Figure 4. Induction of HLA-A2-restricted and XBP1-specific cell proliferation of XBP1-CTLs in response to multiple myeloma cells

Proliferation of CFSE-labeled XBP1-CTLs was measured in response to antigen stimulation by flow cytometry on day 4 of culture. The cell proliferation of heteroclitic XBP1_184–192 (YISPWILAV) and heteroclitic XBP1 SP_367–375 (YLFPQLISV) CTLs were both XBP1 antigen-specific and HLA-A2-restricted in response to the McCAR (HLA-A2⁺/XBP1⁺) myeloma cell line. The CTLs did not proliferate in response to either the XBP1 antigen or MHC mismatched cell lines ML-2 (HLA-A2⁺/XBP1⁻) or MM1S (HLA-A2⁻/XBP1⁺), respectively. Background proliferation was determined using CFSE labeled heteroclitic XBP1-CTLs cultured in media alone. The results are representative of three independent experiments.

Figure 5. HLA-A2-restricted and antigen-specific cytotoxicity of the XBP1-CTLs

The specific cytotoxic activities of the heteroclitic XBP1-CTLs were analyzed one week after their 4^th stimulation using the calcein cytotoxicity assay. A high level of cytotoxic activity against U266 (MM, HLA-A2⁺/XBP1⁺) (♦) and McCAR (MM, HLA-A2⁺/XBP1⁺) (■), but not against the ML-2 (AML, HLA-A2⁺/XBP1⁻) (▲) and MM1S (HLA-A2⁻/XBP1⁺) (X) cell lines was demonstrated by both the (a) heteroclitic XBP1_184–192 CTLs and (b) heteroclitic XBP1 SP_367–375 -CTLs. The values represent the mean±SE of three separate experiments.

Figure 6. XBP1-CTL degranulation in response to primary HLA-A2⁺/CD138⁺ patient MM cells

Degranulation of heteroclitic XBP1-CTLs was analyzed by flow cytometry one week after their 4^th stimulation, using CD107a, a surface antigen transiently present on the cell surface after release of cytotoxic granules. CD107a expression on (a) heteroclitic XBP1_184–192-CTLs and (b) heteroclitic SP_367–375–CTLs following stimulation with primary CD138⁺ MM cells from three HLA-A2⁺ patients. Control unstimulated T cells did not degranulate when exposed to the primary HLA-A2⁺/ CD138⁺ MM cells. The results are expressed as the percent CD107a of CD8⁺ T cells.

Figure 7. Cytotoxicity of XBP1-CTLs against primary HLA-A2⁺/CD138⁺ patient MM cells

The specific cytotoxic activity of heteroclitic XBP1-CTLs were analyzed one week after their 4^th stimulation using the calcein-release cytotoxicity assay.
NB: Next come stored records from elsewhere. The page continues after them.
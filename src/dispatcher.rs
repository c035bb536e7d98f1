//! Glue between the clock engine and the board.
//!
//! Provides [`EventDispatcher`], which owns a [`ClockEngine`] and the hardware
//! collaborators, polls and debounces the buttons, maps presses to engine
//! operations according to the current mode, and renders the resulting
//! events. All game rules live in the engine; the dispatcher only forwards.

use crate::debounce::Debouncer;
use crate::display::{LINE_WIDTH, Screen};
use crate::engine::{ClockEngine, ClockError};
use crate::event::{ClockAction, ClockEvent, ClockEvents};
use crate::hal::{BeepPattern, ButtonInput, Buzzer, CharDisplay, LedState, StatusLeds};
use crate::time::{TimeDuration, TimeInstant, TimeSource};
use crate::types::{Button, Direction, GameMode};
use crate::warning::FINAL_COUNTDOWN_MS;

/// Dispatcher timing configuration.
#[derive(Debug, Clone, Copy, PartialEq, Eq)]
pub struct DispatcherConfig<D> {
    /// Minimum time between accepted presses of one button.
    pub debounce: D,
    /// Re-fire interval for a held button, if any.
    pub hold_repeat: Option<D>,
    /// Suggested delay between polls.
    pub poll_interval: D,
    /// Suggested delay between polls during the final countdown.
    pub countdown_poll_interval: D,
}

impl<D: TimeDuration> Default for DispatcherConfig<D> {
    fn default() -> Self {
        Self {
            debounce: D::from_millis(200),
            hold_repeat: None,
            poll_interval: D::from_millis(50),
            countdown_poll_interval: D::from_millis(10),
        }
    }
}

/// Drives a [`ClockEngine`] from buttons and renders it to the board.
///
/// # Type Parameters
/// * `'t` - Lifetime of the time source reference
/// * `I` - Time instant type
/// * `T` - Time source implementation type
/// * `K` - Button input implementation type
/// * `D` - Display implementation type
/// * `Z` - Buzzer implementation type
/// * `L` - Status LED implementation type (use [`NoLeds`](crate::hal::NoLeds) if absent)
/// * `N` - Maximum number of time options
pub struct EventDispatcher<'t, I, T, K, D, Z, L, const N: usize>
where
    I: TimeInstant,
    T: TimeSource<I>,
    K: ButtonInput,
    D: CharDisplay,
    Z: Buzzer,
    L: StatusLeds,
{
    engine: ClockEngine<I, N>,
    time_source: &'t T,
    buttons: K,
    display: D,
    buzzer: Z,
    leds: L,
    debouncers: [Debouncer<I>; 3],
    config: DispatcherConfig<I::Duration>,
    shown: Option<Screen>,
}

impl<'t, I, T, K, D, Z, L, const N: usize> EventDispatcher<'t, I, T, K, D, Z, L, N>
where
    I: TimeInstant,
    T: TimeSource<I>,
    K: ButtonInput,
    D: CharDisplay,
    Z: Buzzer,
    L: StatusLeds,
{
    /// Creates a dispatcher with default timing.
    ///
    /// LEDs are switched off; the display is drawn on the first poll.
    pub fn new(
        engine: ClockEngine<I, N>,
        time_source: &'t T,
        buttons: K,
        display: D,
        buzzer: Z,
        leds: L,
    ) -> Self {
        Self::with_config(
            engine,
            time_source,
            buttons,
            display,
            buzzer,
            leds,
            DispatcherConfig::default(),
        )
    }

    /// Creates a dispatcher with explicit timing.
    pub fn with_config(
        engine: ClockEngine<I, N>,
        time_source: &'t T,
        buttons: K,
        display: D,
        buzzer: Z,
        mut leds: L,
        config: DispatcherConfig<I::Duration>,
    ) -> Self {
        leds.set(LedState::AllOff);

        let debouncer = || -> Debouncer<I> {
            match config.hold_repeat {
                Some(repeat) => Debouncer::with_hold_repeat(config.debounce, repeat),
                None => Debouncer::new(config.debounce),
            }
        };

        Self {
            engine,
            time_source,
            buttons,
            display,
            buzzer,
            leds,
            debouncers: [debouncer(), debouncer(), debouncer()],
            config,
            shown: None,
        }
    }

    /// Runs one control cycle.
    ///
    /// Settles elapsed time, handles any accepted button presses, renders the
    /// resulting events and redraws display lines that changed.
    ///
    /// # Returns
    /// How long to wait before polling again.
    pub fn poll(&mut self) -> I::Duration {
        let now = self.time_source.now();

        if self.engine.is_running() {
            if let Ok(events) = self.engine.advance(now) {
                self.render_events(&events);
            }
        }

        for button in Button::ALL {
            let pressed = self.buttons.is_pressed(button);
            if self.debouncers[button.index()].update(pressed, now) {
                self.handle_press(button, now);
            }
        }

        self.refresh_display();
        self.next_poll_delay()
    }

    /// Routes an accepted press to the engine.
    ///
    /// Presses that mean nothing in the current mode are dropped.
    pub fn handle_press(&mut self, button: Button, now: I) {
        let Some(action) = self.action_for(button, now) else {
            #[cfg(feature = "defmt")]
            defmt::trace!("{} ignored in {}", button, self.engine.mode());
            return;
        };

        match self.engine.handle_action(action) {
            Ok(events) => {
                self.render_events(&events);
                self.render_mode_entry(action);
            }
            Err(ClockError::InvalidMode { .. }) => {
                #[cfg(feature = "defmt")]
                defmt::trace!("{} ignored in {}", button, self.engine.mode());
            }
        }
    }

    fn action_for(&self, button: Button, now: I) -> Option<ClockAction<I>> {
        match (self.engine.mode(), button) {
            (GameMode::Setup, Button::White) => Some(ClockAction::SelectOption(Direction::Previous)),
            (GameMode::Setup, Button::Black) => Some(ClockAction::SelectOption(Direction::Next)),
            (GameMode::Setup, Button::Control) => Some(ClockAction::ConfirmSetup(now)),
            (GameMode::Paused | GameMode::Running, Button::Control) => {
                Some(ClockAction::ToggleRun(now))
            }
            (GameMode::Running, _) => button.player().map(ClockAction::SwitchTurn),
            (GameMode::GameOver, Button::Control) => Some(ClockAction::Restart),
            _ => None,
        }
    }

    fn render_events(&mut self, events: &ClockEvents) {
        for event in events {
            match *event {
                ClockEvent::RunStarted => {
                    self.leds.set(LedState::Active(self.engine.active()));
                    self.buzzer.play(BeepPattern::Start);
                }
                ClockEvent::RunPaused => {
                    self.leds.set(LedState::AllOff);
                    self.buzzer.play(BeepPattern::Pause);
                }
                ClockEvent::WarningOneMinute | ClockEvent::WarningThirtySeconds => {
                    self.buzzer.play(BeepPattern::Warning);
                }
                ClockEvent::FinalCountdownBeep(_) => {
                    self.buzzer.play(BeepPattern::FinalCountdown);
                }
                ClockEvent::TurnChanged(player) => {
                    self.leds.set(LedState::Active(player));
                }
                ClockEvent::GameEnded { .. } => {
                    self.leds.set(LedState::AllOff);
                    self.buzzer.play(BeepPattern::GameOver);
                }
            }
        }
    }

    // Mode changes that carry no event still need the LEDs settled.
    fn render_mode_entry(&mut self, action: ClockAction<I>) {
        if let ClockAction::ConfirmSetup(_) | ClockAction::Restart = action {
            self.leds.set(LedState::AllOff);
        }
    }

    fn refresh_display(&mut self) {
        let screen = Screen::render(&self.engine);

        for (row, line) in screen.lines().iter().enumerate() {
            let unchanged = self
                .shown
                .as_ref()
                .is_some_and(|shown| shown.line(row) == line.as_str());
            if !unchanged {
                debug_assert_eq!(line.len(), LINE_WIDTH);
                self.display.set_cursor(0, row as u8);
                self.display.write_str(line);
            }
        }

        self.shown = Some(screen);
    }

    fn next_poll_delay(&self) -> I::Duration {
        let active_left = self.engine.remaining(self.engine.active());
        if self.engine.is_running() && active_left <= FINAL_COUNTDOWN_MS {
            self.config.countdown_poll_interval
        } else {
            self.config.poll_interval
        }
    }

    /// Returns the engine.
    pub fn engine(&self) -> &ClockEngine<I, N> {
        &self.engine
    }

    /// Returns the timing configuration.
    pub fn config(&self) -> &DispatcherConfig<I::Duration> {
        &self.config
    }

    /// Returns the screen last written to the display, if any.
    pub fn shown(&self) -> Option<&Screen> {
        self.shown.as_ref()
    }

    /// Consumes the dispatcher, returning the engine and collaborators.
    pub fn into_parts(self) -> (ClockEngine<I, N>, K, D, Z, L) {
        (self.engine, self.buttons, self.display, self.buzzer, self.leds)
    }
}
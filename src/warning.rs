//! One-shot time-pressure notifications.

use crate::event::{ClockEvent, ClockEvents};

/// First warning threshold.
pub const ONE_MINUTE_MS: u64 = 60_000;

/// Second warning threshold.
pub const THIRTY_SECONDS_MS: u64 = 30_000;

/// The final countdown beeps once per second below this.
pub const FINAL_COUNTDOWN_MS: u64 = 5_000;

/// Tracks which notifications have already fired in the current game.
///
/// Flags are per game, not per turn: once the one-minute warning has sounded
/// for either player it does not sound again until a new game is confirmed.
#[derive(Debug, Clone, Copy, PartialEq, Eq, Default)]
#[cfg_attr(feature = "defmt", derive(defmt::Format))]
pub struct WarningState {
    fired_one_minute: bool,
    fired_thirty_seconds: bool,
    last_countdown_second: Option<u8>,
}

impl WarningState {
    /// A state with nothing fired.
    pub const fn new() -> Self {
        Self {
            fired_one_minute: false,
            fired_thirty_seconds: false,
            last_countdown_second: None,
        }
    }

    /// Forgets everything that has fired.
    pub fn clear(&mut self) {
        *self = Self::new();
    }

    /// Appends the notifications crossed by `remaining_ms` to `events`.
    ///
    /// `remaining_ms` is the active player's time after debiting and must be
    /// non-zero; reaching zero is a game end, not a warning.
    pub fn evaluate(&mut self, remaining_ms: u64, events: &mut ClockEvents) {
        // capacity covers every event one tick can produce
        if remaining_ms <= ONE_MINUTE_MS && !self.fired_one_minute {
            self.fired_one_minute = true;
            let _ = events.push(ClockEvent::WarningOneMinute);
        }

        if remaining_ms <= THIRTY_SECONDS_MS && !self.fired_thirty_seconds {
            self.fired_thirty_seconds = true;
            let _ = events.push(ClockEvent::WarningThirtySeconds);
        }

        if remaining_ms > 0 && remaining_ms <= FINAL_COUNTDOWN_MS {
            let seconds_left = remaining_ms.div_ceil(1000) as u8;
            let due = match self.last_countdown_second {
                None => true,
                Some(last) => seconds_left < last,
            };
            if due {
                self.last_countdown_second = Some(seconds_left);
                let _ = events.push(ClockEvent::FinalCountdownBeep(seconds_left));
            }
        }
    }

    /// True once the one-minute warning has sounded this game.
    pub fn fired_one_minute(&self) -> bool {
        self.fired_one_minute
    }

    /// True once the thirty-second warning has sounded this game.
    pub fn fired_thirty_seconds(&self) -> bool {
        self.fired_thirty_seconds
    }

    /// The last second value the final countdown beeped for.
    pub fn last_countdown_second(&self) -> Option<u8> {
        self.last_countdown_second
    }
}

#[cfg(test)]
mod tests {
    use super::*;

    fn evaluate(state: &mut WarningState, remaining_ms: u64) -> ClockEvents {
        let mut events = ClockEvents::new();
        state.evaluate(remaining_ms, &mut events);
        events
    }

    #[test]
    fn nothing_fires_above_one_minute() {
        let mut state = WarningState::new();
        assert!(evaluate(&mut state, 60_001).is_empty());
        assert_eq!(state, WarningState::new());
    }

    #[test]
    fn one_minute_fires_exactly_at_threshold_and_only_once() {
        let mut state = WarningState::new();
        assert_eq!(evaluate(&mut state, 60_000).as_slice(), &[ClockEvent::WarningOneMinute]);
        assert!(evaluate(&mut state, 59_000).is_empty());
        assert!(state.fired_one_minute());
    }

    #[test]
    fn large_jump_fires_both_warnings_in_order() {
        let mut state = WarningState::new();
        let events = evaluate(&mut state, 29_000);
        assert_eq!(
            events.as_slice(),
            &[ClockEvent::WarningOneMinute, ClockEvent::WarningThirtySeconds]
        );
    }

    #[test]
    fn countdown_uses_ceiling_seconds() {
        let mut state = WarningState::new();
        state.fired_one_minute = true;
        state.fired_thirty_seconds = true;

        assert_eq!(evaluate(&mut state, 5_000).as_slice(), &[ClockEvent::FinalCountdownBeep(5)]);
        assert!(evaluate(&mut state, 4_001).is_empty());
        assert_eq!(evaluate(&mut state, 4_000).as_slice(), &[ClockEvent::FinalCountdownBeep(4)]);
        assert_eq!(evaluate(&mut state, 1).as_slice(), &[ClockEvent::FinalCountdownBeep(1)]);
        assert_eq!(state.last_countdown_second(), Some(1));
    }

    #[test]
    fn countdown_never_repeats_a_higher_second() {
        let mut state = WarningState::new();
        state.fired_one_minute = true;
        state.fired_thirty_seconds = true;

        evaluate(&mut state, 2_500);
        // another player's clock at 4.5s must not beep again for 5
        assert!(evaluate(&mut state, 4_500).is_empty());
        assert_eq!(evaluate(&mut state, 1_500).as_slice(), &[ClockEvent::FinalCountdownBeep(2)]);
    }

    #[test]
    fn clear_rearms_everything() {
        let mut state = WarningState::new();
        evaluate(&mut state, 3_000);
        state.clear();
        assert_eq!(evaluate(&mut state, 3_000).len(), 3);
    }
}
Heteroclitic XBP1_184–192 CTLs (■) and heteroclitic SP_367–375–CTLs (▲) generated from T cells of (a) Donor 1 and (b) Donor 2 demonstrate a high level of cytotoxic activity against primary CD138⁺ MM cells from two HLA-A2⁺ MM patients. Control unstimulated T cells (●) did not lyse primary CD138⁺ MM cells from the HLA-A2⁺ MM patients.